The film opens on a piece of luggage--a hard-shell burgundy suitcase--travelling on a conveyer belt through the airport, going from the airplane to baggage claim.
What is in the suitcase? Who owns it? Where is it going? Why?
Some people really are that desperate.
She wants a divorce.
Why?
Has he been unfaithful? No.
Is he abusive? No.
Is he an addict? No.
Does he fail to provide for her? No.
Has he stopped giving her attention? No.
Has he stopped loving her? No. He loves her very much.
Has she stopped loving him? No! She loves him still.
So, why?
He cannot perform.
Really?
She wants him. She wants to be close to him. She wants to be intimate with him. She has needs.
He is Polish. She is French. The divorce proceedings require an interpreter.
Two married people require an interpreter at their divorce proceedings.
Could communication be an issue?
In yesterday's movie, Three Colors: Blue, Julie, played by Juliette Binoche, goes to the courthouse in search of another woman. She stumbles upon a court proceeding but is asked to leave.
This is that court proceeding--the divorce trial in Three Colors: White.
The films begin to connect to one another.
Dominique is granted her divorce.
Outside the court, he chases her to her car. She leaves the burgundy suitcase on the pavement. She drives away. He is left with it.
He finds himself on the floor of the Metro, playing his comb like a musical instrument, blowing through it, wrapped in a handkerchief.
A man approaches. They talk. They become friends. The man knows he is Polish.
In The Wages of Fear, two Frenchmen became friends in South America because one heard the song being hummed by the other and recognized it as a song of his country.

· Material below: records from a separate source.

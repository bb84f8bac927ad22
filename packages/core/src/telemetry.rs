//! Logging setup
//!
//! The library only emits `tracing` events; binaries and tests that want
//! them printed call [`init_tracing`] once at startup.

use tracing_subscriber::EnvFilter;

/// Install a `fmt` subscriber filtered by `RUST_LOG`
///
/// `default_directive` (e.g. `"info"` or `"pagespace_core=debug"`) applies
/// when `RUST_LOG` is unset or invalid. Returns false when a global
/// subscriber was already installed.
pub fn init_tracing(default_directive: &str) -> bool {
    let filter =
        EnvFilter::try_from_default_env().unwrap_or_else(|_| EnvFilter::new(default_directive));

    tracing_subscriber::fmt()
        .with_env_filter(filter)
        .try_init()
        .is_ok()
}
//! Database Layer
//!
//! This module handles all interactions with the page store:
//!
//! - Database initialization and connection management (libsql, WAL)
//! - Nested-set arithmetic for inserting and moving pages
//! - Domain events emitted after committed mutations
//!
//! # Architecture
//!
//! The store is an embedded SQLite-compatible database. Queries are plain
//! parameterized SQL; multi-statement mutations run inside explicit
//! `BEGIN IMMEDIATE` transactions on a single connection.

pub mod database;
mod error;
pub mod events;
pub mod nested_set;

pub use database::{
    commit, nullable_int, nullable_text, query_ids_on, query_scalar_on, rollback,
    DatabaseService, DEFAULT_BUSY_TIMEOUT_MS,
};
pub use error::DatabaseError;
pub use events::PageEvent;
pub use nested_set::{MoveTarget, NestedSetError, NestedSetHelper, TreePosition};
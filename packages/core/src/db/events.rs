//! Page Events
//!
//! Events emitted by the page writer after a mutation has been committed.
//! They are published on a `tokio::sync::broadcast` channel so any number of
//! listeners (cache invalidation, audit logging, search indexing) can observe
//! changes without coupling to the writer.
//!
//! Emission is fire-and-observe: the writer never waits for listeners and a
//! channel without subscribers is not an error.

use crate::models::Page;

/// Domain events emitted by the page writer
#[derive(Debug, Clone)]
pub enum PageEvent {
    /// A new page was created and positioned in the tree
    Created(Page),

    /// A page's scalar fields, metadata or access groups were saved
    Edited(Page),

    Published(Page),

    Unpublished(Page),

    /// A page's slug changed; `old_slug` was archived to the slug history
    SlugChanged { page: Page, old_slug: String },

    /// A page (and its subtree) moved to a new position in the tree
    Moved { page_id: i64 },

    Deleted(Page),

    Restored(Page),

    TagsChanged(Page),

    /// A page's content rows were replaced
    ContentSaved { page_id: i64 },
}

impl PageEvent {
    /// Stable name of the event
    pub fn event_type(&self) -> &'static str {
        match self {
            PageEvent::Created(_) => "cms.page.create",
            PageEvent::Edited(_) => "cms.page.edit",
            PageEvent::Published(_) => "cms.page.publish",
            PageEvent::Unpublished(_) => "cms.page.unpublish",
            PageEvent::SlugChanged { .. } => "cms.page.slug_change",
            PageEvent::Moved { .. } => "cms.page.move",
            PageEvent::Deleted(_) => "cms.page.delete",
            PageEvent::Restored(_) => "cms.page.restore",
            PageEvent::TagsChanged(_) => "cms.page.tags",
            PageEvent::ContentSaved { .. } => "cms.page.content.edit",
        }
    }

    /// Id of the page the event is about
    pub fn page_id(&self) -> i64 {
        match self {
            PageEvent::Created(page)
            | PageEvent::Edited(page)
            | PageEvent::Published(page)
            | PageEvent::Unpublished(page)
            | PageEvent::Deleted(page)
            | PageEvent::Restored(page)
            | PageEvent::TagsChanged(page)
            | PageEvent::SlugChanged { page, .. } => page.id,
            PageEvent::Moved { page_id } | PageEvent::ContentSaved { page_id } => *page_id,
        }
    }
}
//! Page Content
//!
//! [`Content`] is the resolved content of one page: an ordered mapping from
//! field name to a [`ContentSlot`]. It is rebuilt from the page type's schema
//! and the stored rows on every load and is never shared between pages.

use crate::models::field::{Field, FieldNode, MultipleValueField};
use crate::models::group::{Group, RepeatableContainer};
use crate::models::validation::{ContentValidationErrors, ValidationError, Validator};
use serde::{Deserialize, Serialize};

/// One named entry of a content object
#[derive(Debug, Clone, PartialEq, Serialize, Deserialize)]
#[serde(tag = "kind", rename_all = "snake_case")]
pub enum ContentSlot {
    Field(Field),
    Multiple(MultipleValueField),
    Group(Group),
    Repeatable(RepeatableContainer),
}

impl ContentSlot {
    pub fn as_field(&self) -> Option<&Field> {
        match self {
            ContentSlot::Field(f) => Some(f),
            _ => None,
        }
    }

    pub fn as_multiple(&self) -> Option<&MultipleValueField> {
        match self {
            ContentSlot::Multiple(f) => Some(f),
            _ => None,
        }
    }

    pub fn as_group(&self) -> Option<&Group> {
        match self {
            ContentSlot::Group(g) => Some(g),
            _ => None,
        }
    }

    pub fn as_group_mut(&mut self) -> Option<&mut Group> {
        match self {
            ContentSlot::Group(g) => Some(g),
            _ => None,
        }
    }

    pub fn as_repeatable(&self) -> Option<&RepeatableContainer> {
        match self {
            ContentSlot::Repeatable(r) => Some(r),
            _ => None,
        }
    }

    pub fn as_repeatable_mut(&mut self) -> Option<&mut RepeatableContainer> {
        match self {
            ContentSlot::Repeatable(r) => Some(r),
            _ => None,
        }
    }
}

impl From<FieldNode> for ContentSlot {
    /// Seed a slot from a schema entry; repeatable groups get a container
    fn from(node: FieldNode) -> Self {
        match node {
            FieldNode::Field(f) => ContentSlot::Field(f),
            FieldNode::Multiple(f) => ContentSlot::Multiple(f),
            FieldNode::Group(g) if g.is_repeatable() => {
                ContentSlot::Repeatable(RepeatableContainer::new(g))
            }
            FieldNode::Group(g) => ContentSlot::Group(g),
        }
    }
}

impl From<Field> for ContentSlot {
    fn from(field: Field) -> Self {
        ContentSlot::Field(field)
    }
}

impl From<MultipleValueField> for ContentSlot {
    fn from(field: MultipleValueField) -> Self {
        ContentSlot::Multiple(field)
    }
}

/// Resolved content of one page
#[derive(Debug, Clone, PartialEq, Serialize, Deserialize)]
pub struct Content {
    page_type: String,
    slots: Vec<(String, ContentSlot)>,
    #[serde(skip)]
    validator: Validator,
}

impl Content {
    pub fn new(page_type: &str, validator: Validator) -> Self {
        Self {
            page_type: page_type.to_string(),
            slots: Vec::new(),
            validator,
        }
    }

    /// Name of the page type whose schema built this content
    pub fn page_type(&self) -> &str {
        &self.page_type
    }

    pub fn validator(&self) -> &Validator {
        &self.validator
    }

    /// Insert or replace the slot called `name`
    pub fn insert(&mut self, name: &str, slot: ContentSlot) {
        match self.slots.iter_mut().find(|(n, _)| n == name) {
            Some((_, existing)) => *existing = slot,
            None => self.slots.push((name.to_string(), slot)),
        }
    }

    pub fn get(&self, name: &str) -> Option<&ContentSlot> {
        self.slots.iter().find(|(n, _)| n == name).map(|(_, s)| s)
    }

    pub fn get_mut(&mut self, name: &str) -> Option<&mut ContentSlot> {
        self.slots
            .iter_mut()
            .find(|(n, _)| n == name)
            .map(|(_, s)| s)
    }

    pub fn contains(&self, name: &str) -> bool {
        self.get(name).is_some()
    }

    /// Value of a single-value field, if the field exists and is set
    pub fn value(&self, name: &str) -> Option<&str> {
        self.get(name)?.as_field()?.value()
    }

    /// Set a value on a top-level field
    ///
    /// Returns false (and changes nothing) when no field of that name exists
    /// or the slot is a group.
    pub fn set_value(&mut self, name: &str, data_name: &str, value: &str) -> bool {
        match self.get_mut(name) {
            Some(ContentSlot::Field(f)) => {
                f.set_value(value);
                true
            }
            Some(ContentSlot::Multiple(f)) => f.set_value(data_name, value),
            _ => false,
        }
    }

    pub fn iter(&self) -> impl Iterator<Item = (&str, &ContentSlot)> {
        self.slots.iter().map(|(n, s)| (n.as_str(), s))
    }

    pub fn len(&self) -> usize {
        self.slots.len()
    }

    pub fn is_empty(&self) -> bool {
        self.slots.is_empty()
    }

    /// Check every field against the validator built with the schema
    pub fn validate(&self) -> Result<(), ContentValidationErrors> {
        let mut errors: Vec<ValidationError> = Vec::new();

        for (name, slot) in &self.slots {
            match slot {
                ContentSlot::Field(f) => errors.extend(self.validator.check_values(
                    name,
                    f.name(),
                    f.value().into_iter().collect(),
                )),
                ContentSlot::Multiple(f) => errors.extend(self.validator.check_values(
                    name,
                    f.name(),
                    f.values().into_iter().map(|(_, v)| v).collect(),
                )),
                ContentSlot::Group(group) => {
                    if let Some(scope) = self.validator.group(name) {
                        errors.extend(check_group(scope, name, group));
                    }
                }
                ContentSlot::Repeatable(container) => {
                    if let Some(scope) = self.validator.group(name) {
                        for (sequence, group) in container.iter().enumerate() {
                            let path = format!("{}[{}]", name, sequence);
                            errors.extend(check_group(scope, &path, group));
                        }
                    }
                }
            }
        }

        if errors.is_empty() {
            Ok(())
        } else {
            Err(ContentValidationErrors { errors })
        }
    }

    pub fn is_valid(&self) -> bool {
        self.validate().is_ok()
    }
}

fn check_group(scope: &Validator, path: &str, group: &Group) -> Vec<ValidationError> {
    group
        .fields()
        .flat_map(|field| scope.check_field(&format!("{}.{}", path, field.name()), field))
        .collect()
}

#[cfg(test)]
mod tests {
    use super::*;
    use crate::models::field::Rule;

    fn sample_content() -> Content {
        let mut validator = Validator::new();
        validator.add_rules("title", &[Rule::Required]);
        let mut images = validator.scoped();
        images.add_rules("caption", &[Rule::MaxLength(4)]);
        validator.set_group("images", images);

        let mut content = Content::new("article", validator);
        content.insert("title", Field::new("text", "title", None).into());
        content.insert(
            "cta",
            MultipleValueField::new("link", "cta", None, &["scope", "target"]).into(),
        );
        let images = Group::new("images", None)
            .repeatable()
            .with(Field::new("text", "caption", None))
            .unwrap();
        content.insert("images", FieldNode::Group(images).into());
        content
    }

    #[test]
    fn test_slots_and_unknown_names() {
        let mut content = sample_content();

        assert!(content.get("images").unwrap().as_repeatable().is_some());
        assert!(content.get("nope").is_none());
        assert!(!content.set_value("nope", "", "x"));
        assert!(!content.set_value("images", "", "x"));

        assert!(content.set_value("title", "", "Hello"));
        assert!(content.set_value("cta", "target", "/contact"));
        assert_eq!(content.value("title"), Some("Hello"));
        assert_eq!(
            content.get("cta").unwrap().as_multiple().unwrap().get("target"),
            Some("/contact")
        );
        assert_eq!(
            content.iter().map(|(n, _)| n).collect::<Vec<_>>(),
            vec!["title", "cta", "images"]
        );
    }

    #[test]
    fn test_validate_reports_paths() {
        let mut content = sample_content();
        content
            .get_mut("images")
            .unwrap()
            .as_repeatable_mut()
            .unwrap()
            .get_or_create(1)
            .get_mut("caption")
            .unwrap()
            .set_stored_value("", "too long");

        let errors = content.validate().unwrap_err().errors;
        let paths: Vec<&str> = errors.iter().map(ValidationError::field).collect();
        assert_eq!(paths, vec!["title", "images[1].caption"]);

        content.set_value("title", "", "Hi");
        content
            .get_mut("images")
            .unwrap()
            .as_repeatable_mut()
            .unwrap()
            .set(1, Group::new("images", None));
        assert!(content.is_valid());
    }
}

In Three Colors: White, two Polish men become friends in France because one hears the song being hummed by the other, through a comb, and recognizes it as a song of his country.
But then there is that burgundy suitcase. He has it now with him in the subway.
The new friend offers to hire him on behalf of someone to kill that person. Karol, our protagonist, does not need money that badly.
What a horrifying request.
But he does want to return to Poland, now that he has lost his reason for living in Paris.
He arrives home, and we see that he is a barber who owns his own barbershop. His name is on the sign. How long have they kept the place going without him?
Karol needs a job, and he gets one in an area where he is less than competent--a security guard. He rides with his new colleagues in the car one day, and he overhears their conversation when they think he is asleep.
That conversation will change his life.
Karol has a plan. He still misses his wife, longs for her, but now he has a plan. He works hard. Things begin to change. He becomes successful. He enacts his plan.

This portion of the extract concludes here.